Lorsque les gènes architectes sont touchés par des mutations, ils codent des protéines du développement dont la conformation est aberrante. Dans des conditions d’environnement habituelles, HSP 90 se fixe sur ces protéines anormales et restaure une conformation fonctionnelle. Des mutations touchant les gènes architectes peuvent donc être transmises de génération en génération et s’accumuler dans le génome, sans jamais s‘exprimer et sans que la morphogenèse des organismes successifs soit perturbée.

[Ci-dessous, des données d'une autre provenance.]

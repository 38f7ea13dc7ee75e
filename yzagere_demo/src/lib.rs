use std::sync::LazyLock;

use chrono::{DateTime, TimeDelta, TimeZone, Utc};
use yzagere_models::{
    contact::ContactFormFields,
    email_address::{EmailAddress, EmailAddressWithName},
};

/// Fixed clock used throughout the tests: 2026-10-18 16:30:00 UTC,
/// which is 9:30 AM in Arizona.
pub static NOW: LazyLock<DateTime<Utc>> =
    LazyLock::new(|| Utc.with_ymd_and_hms(2026, 10, 18, 16, 30, 0).unwrap());

pub const NOW_ARIZONA: &str = "10/18/2026, 9:30:00 AM MST";

pub const BUSINESS_NAME: &str = "Yzagere Enterprises";
pub const FALLBACK_PHONE: &str = "(623) 931-0846";

pub static LEADS_INBOX: LazyLock<EmailAddressWithName> =
    LazyLock::new(|| "yzagere.enterprises@gmail.com".parse().unwrap());

pub static JANE_DOE_EMAIL: LazyLock<EmailAddress> =
    LazyLock::new(|| "jane@example.com".parse().unwrap());

/// A human filling in the form, rendered ten seconds before [`NOW`].
pub static JANE_DOE: LazyLock<ContactFormFields> = LazyLock::new(|| ContactFormFields {
    name: "Jane Doe".into(),
    email: "jane@example.com".into(),
    phone: String::new(),
    service: String::new(),
    message: "Please fix my sprinkler system soon.".into(),
    honeypot: String::new(),
    start_time: (*NOW - TimeDelta::seconds(10)).timestamp_millis(),
});

/// [`JANE_DOE`] with every optional field filled in.
pub static JANE_DOE_FULL: LazyLock<ContactFormFields> = LazyLock::new(|| ContactFormFields {
    phone: "(623) 555-0123".into(),
    service: "Sprinkler/Irrigation Repair".into(),
    ..JANE_DOE.clone()
});

/// A bot that filled in the honeypot.
pub static BOT: LazyLock<ContactFormFields> = LazyLock::new(|| ContactFormFields {
    honeypot: "https://cheap-pills.example".into(),
    ..JANE_DOE.clone()
});

/// A bot that submitted one second after the form was rendered.
pub static HASTY_BOT: LazyLock<ContactFormFields> = LazyLock::new(|| ContactFormFields {
    start_time: (*NOW - TimeDelta::seconds(1)).timestamp_millis(),
    ..JANE_DOE.clone()
});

Lors d’un stress, provoqué par des modifications brusques de l’environnement, HSP 90 n’est plus en mesure de jouer son rôle. Les mutations mises en réserve dans le génome, et qui étaient jusqu’alors demeurées silencieuses, s’expriment toutes à la fois au cours du développement, provoquant une morphogenèse atypique.

Si on admet que les observations effectuées chez la drosophile peuvent être généralisées (ce qui n’est pas démontré), cela signifie que des anomalies du développement ne résultent pas nécessairement de façon directe de modifications affectant l’environnement, mais qu’elles pourraient en quelque sorte préexister et se manifester à l’occasion d’un événement particulier. Les gènes mutés dormants accumulés chez divers individus constitueraient une sorte de « réserve évolutive », susceptible de répondre à une situation qui met l’espèce en difficulté, en donnant naissance à un foisonnement d’espèces nouvelles, morphologiquement différentes, et dont certaines pourront être en mesure de s’adapter à une situation différente.

P. 229.
Acheté chez Pêle-Mêle à Bruxelles début janvier 2018.